# What this task involves:
Every line below between the line holding "to platform lookup." and the line holding "the configured location.", inclusive, should be repeated exactly, and all other lines omitted.
== == ==
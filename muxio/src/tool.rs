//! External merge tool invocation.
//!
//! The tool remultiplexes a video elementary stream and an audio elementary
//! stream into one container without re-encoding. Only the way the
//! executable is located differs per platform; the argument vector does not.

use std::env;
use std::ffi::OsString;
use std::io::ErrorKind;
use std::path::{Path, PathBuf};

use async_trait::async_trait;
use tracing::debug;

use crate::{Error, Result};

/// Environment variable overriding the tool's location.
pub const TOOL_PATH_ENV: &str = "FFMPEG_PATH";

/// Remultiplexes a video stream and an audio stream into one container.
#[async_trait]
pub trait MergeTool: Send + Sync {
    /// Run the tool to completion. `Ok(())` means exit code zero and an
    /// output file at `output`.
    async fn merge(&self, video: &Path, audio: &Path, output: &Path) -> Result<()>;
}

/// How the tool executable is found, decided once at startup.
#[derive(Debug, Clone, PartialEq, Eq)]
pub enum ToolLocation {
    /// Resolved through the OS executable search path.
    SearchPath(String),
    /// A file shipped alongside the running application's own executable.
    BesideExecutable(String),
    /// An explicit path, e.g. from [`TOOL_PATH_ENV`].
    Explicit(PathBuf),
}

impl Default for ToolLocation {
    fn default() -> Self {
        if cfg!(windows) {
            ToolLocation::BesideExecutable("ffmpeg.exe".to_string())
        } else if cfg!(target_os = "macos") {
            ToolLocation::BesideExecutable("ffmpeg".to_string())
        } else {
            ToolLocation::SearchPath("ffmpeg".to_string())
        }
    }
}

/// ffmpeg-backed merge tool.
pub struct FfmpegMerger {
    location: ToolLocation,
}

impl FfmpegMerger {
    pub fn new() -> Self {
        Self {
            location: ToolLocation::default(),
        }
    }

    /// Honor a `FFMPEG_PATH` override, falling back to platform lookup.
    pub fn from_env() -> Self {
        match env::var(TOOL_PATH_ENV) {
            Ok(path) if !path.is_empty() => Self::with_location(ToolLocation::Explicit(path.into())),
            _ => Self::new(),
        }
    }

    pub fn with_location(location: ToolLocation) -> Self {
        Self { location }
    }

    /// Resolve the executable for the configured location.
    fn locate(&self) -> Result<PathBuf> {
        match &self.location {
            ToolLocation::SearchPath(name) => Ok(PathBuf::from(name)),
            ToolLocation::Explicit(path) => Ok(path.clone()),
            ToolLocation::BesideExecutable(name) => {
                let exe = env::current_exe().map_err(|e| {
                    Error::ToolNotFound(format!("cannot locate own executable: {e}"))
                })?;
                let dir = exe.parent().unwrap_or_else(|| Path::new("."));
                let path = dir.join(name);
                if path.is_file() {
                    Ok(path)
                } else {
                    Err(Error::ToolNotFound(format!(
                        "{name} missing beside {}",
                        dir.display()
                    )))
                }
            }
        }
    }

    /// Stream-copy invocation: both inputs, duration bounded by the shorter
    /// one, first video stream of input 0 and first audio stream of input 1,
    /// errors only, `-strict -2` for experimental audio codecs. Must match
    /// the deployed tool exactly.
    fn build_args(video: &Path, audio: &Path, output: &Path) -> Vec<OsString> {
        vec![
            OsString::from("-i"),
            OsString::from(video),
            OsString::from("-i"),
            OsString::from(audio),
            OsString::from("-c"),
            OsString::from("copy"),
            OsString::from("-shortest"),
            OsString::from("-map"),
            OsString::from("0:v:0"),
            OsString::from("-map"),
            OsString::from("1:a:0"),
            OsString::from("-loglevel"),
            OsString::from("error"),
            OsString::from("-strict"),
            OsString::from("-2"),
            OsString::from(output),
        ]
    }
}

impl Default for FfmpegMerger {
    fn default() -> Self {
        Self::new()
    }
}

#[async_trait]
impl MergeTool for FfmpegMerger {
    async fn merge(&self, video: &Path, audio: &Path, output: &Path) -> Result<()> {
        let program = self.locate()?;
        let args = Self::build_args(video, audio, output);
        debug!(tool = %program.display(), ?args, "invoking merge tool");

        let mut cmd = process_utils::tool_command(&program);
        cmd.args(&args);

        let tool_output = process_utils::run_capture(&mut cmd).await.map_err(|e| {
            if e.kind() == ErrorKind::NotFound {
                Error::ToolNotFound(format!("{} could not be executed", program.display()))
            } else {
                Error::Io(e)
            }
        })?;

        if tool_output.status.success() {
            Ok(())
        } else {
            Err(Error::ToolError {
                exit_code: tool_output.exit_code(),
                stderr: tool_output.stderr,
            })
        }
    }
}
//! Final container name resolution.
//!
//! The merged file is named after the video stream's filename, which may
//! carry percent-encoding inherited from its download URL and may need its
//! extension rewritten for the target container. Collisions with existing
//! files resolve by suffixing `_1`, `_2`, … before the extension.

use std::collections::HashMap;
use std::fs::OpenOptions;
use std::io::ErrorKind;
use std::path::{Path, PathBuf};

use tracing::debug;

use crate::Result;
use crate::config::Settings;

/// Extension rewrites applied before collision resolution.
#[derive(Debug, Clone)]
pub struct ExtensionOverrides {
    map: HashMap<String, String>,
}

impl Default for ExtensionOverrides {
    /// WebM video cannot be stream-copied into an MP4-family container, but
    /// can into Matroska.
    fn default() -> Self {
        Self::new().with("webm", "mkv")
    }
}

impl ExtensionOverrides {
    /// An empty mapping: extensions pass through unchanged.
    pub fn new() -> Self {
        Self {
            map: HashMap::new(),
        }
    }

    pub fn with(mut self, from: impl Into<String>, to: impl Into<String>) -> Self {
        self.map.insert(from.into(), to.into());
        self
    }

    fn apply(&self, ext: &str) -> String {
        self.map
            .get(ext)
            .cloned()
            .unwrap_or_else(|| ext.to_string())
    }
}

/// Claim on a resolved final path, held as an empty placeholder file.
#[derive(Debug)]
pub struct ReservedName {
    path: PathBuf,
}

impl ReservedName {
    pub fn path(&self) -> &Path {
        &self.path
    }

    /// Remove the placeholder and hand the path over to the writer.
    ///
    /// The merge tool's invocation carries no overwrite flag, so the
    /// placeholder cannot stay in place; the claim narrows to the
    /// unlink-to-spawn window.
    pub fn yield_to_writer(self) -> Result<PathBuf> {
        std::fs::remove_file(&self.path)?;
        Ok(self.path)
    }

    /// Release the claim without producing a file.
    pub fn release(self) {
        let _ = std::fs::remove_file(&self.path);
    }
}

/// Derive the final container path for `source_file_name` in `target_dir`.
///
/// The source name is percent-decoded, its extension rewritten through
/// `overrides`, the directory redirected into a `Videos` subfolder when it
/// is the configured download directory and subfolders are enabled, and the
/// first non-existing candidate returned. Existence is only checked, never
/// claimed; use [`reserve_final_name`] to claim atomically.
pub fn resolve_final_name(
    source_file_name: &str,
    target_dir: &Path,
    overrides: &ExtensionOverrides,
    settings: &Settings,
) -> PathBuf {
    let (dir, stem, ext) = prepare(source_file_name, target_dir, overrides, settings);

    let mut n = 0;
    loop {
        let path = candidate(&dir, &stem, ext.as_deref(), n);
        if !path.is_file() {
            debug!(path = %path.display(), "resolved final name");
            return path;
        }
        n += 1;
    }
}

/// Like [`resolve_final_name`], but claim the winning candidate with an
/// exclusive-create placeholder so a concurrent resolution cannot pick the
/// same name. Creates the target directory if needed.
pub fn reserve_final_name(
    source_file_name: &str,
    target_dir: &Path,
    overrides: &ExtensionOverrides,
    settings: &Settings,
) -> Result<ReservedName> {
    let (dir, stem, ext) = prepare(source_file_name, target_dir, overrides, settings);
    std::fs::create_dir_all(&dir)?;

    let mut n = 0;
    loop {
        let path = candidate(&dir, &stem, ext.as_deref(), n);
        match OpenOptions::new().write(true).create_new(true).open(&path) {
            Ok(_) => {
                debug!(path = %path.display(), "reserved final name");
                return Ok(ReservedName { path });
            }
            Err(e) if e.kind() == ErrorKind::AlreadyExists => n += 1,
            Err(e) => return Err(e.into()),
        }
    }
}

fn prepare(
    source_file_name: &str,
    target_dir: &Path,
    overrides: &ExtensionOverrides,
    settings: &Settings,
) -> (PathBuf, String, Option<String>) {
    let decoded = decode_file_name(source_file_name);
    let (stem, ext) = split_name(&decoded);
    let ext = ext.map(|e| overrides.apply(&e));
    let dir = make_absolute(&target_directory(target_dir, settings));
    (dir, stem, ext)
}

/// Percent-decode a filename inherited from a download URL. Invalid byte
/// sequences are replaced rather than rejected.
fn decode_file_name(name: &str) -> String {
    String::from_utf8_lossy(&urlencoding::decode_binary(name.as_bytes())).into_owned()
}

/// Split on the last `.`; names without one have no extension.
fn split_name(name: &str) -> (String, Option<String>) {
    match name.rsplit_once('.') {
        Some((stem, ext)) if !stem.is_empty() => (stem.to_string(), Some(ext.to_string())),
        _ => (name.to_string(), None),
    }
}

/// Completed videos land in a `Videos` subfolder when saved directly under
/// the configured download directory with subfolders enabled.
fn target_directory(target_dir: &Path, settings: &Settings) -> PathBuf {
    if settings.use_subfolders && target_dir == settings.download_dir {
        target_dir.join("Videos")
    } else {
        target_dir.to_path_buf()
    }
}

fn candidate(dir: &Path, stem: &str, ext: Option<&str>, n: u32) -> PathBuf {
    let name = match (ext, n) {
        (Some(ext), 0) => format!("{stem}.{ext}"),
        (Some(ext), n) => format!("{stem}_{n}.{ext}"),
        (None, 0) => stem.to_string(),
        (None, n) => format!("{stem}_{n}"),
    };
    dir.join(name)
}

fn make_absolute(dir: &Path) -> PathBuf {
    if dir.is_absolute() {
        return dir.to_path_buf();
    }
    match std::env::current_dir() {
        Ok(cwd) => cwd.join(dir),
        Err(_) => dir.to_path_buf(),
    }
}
== == ==
# Written response:
    /// Honor a `FFMPEG_PATH` override, falling back to platform lookup.
    pub fn from_env() -> Self {
        match env::var(TOOL_PATH_ENV) {
            Ok(path) if !path.is_empty() => Self::with_location(ToolLocation::Explicit(path.into())),
            _ => Self::new(),
        }
    }

    pub fn with_location(location: ToolLocation) -> Self {
        Self { location }
    }

    /// Resolve the executable for the configured location.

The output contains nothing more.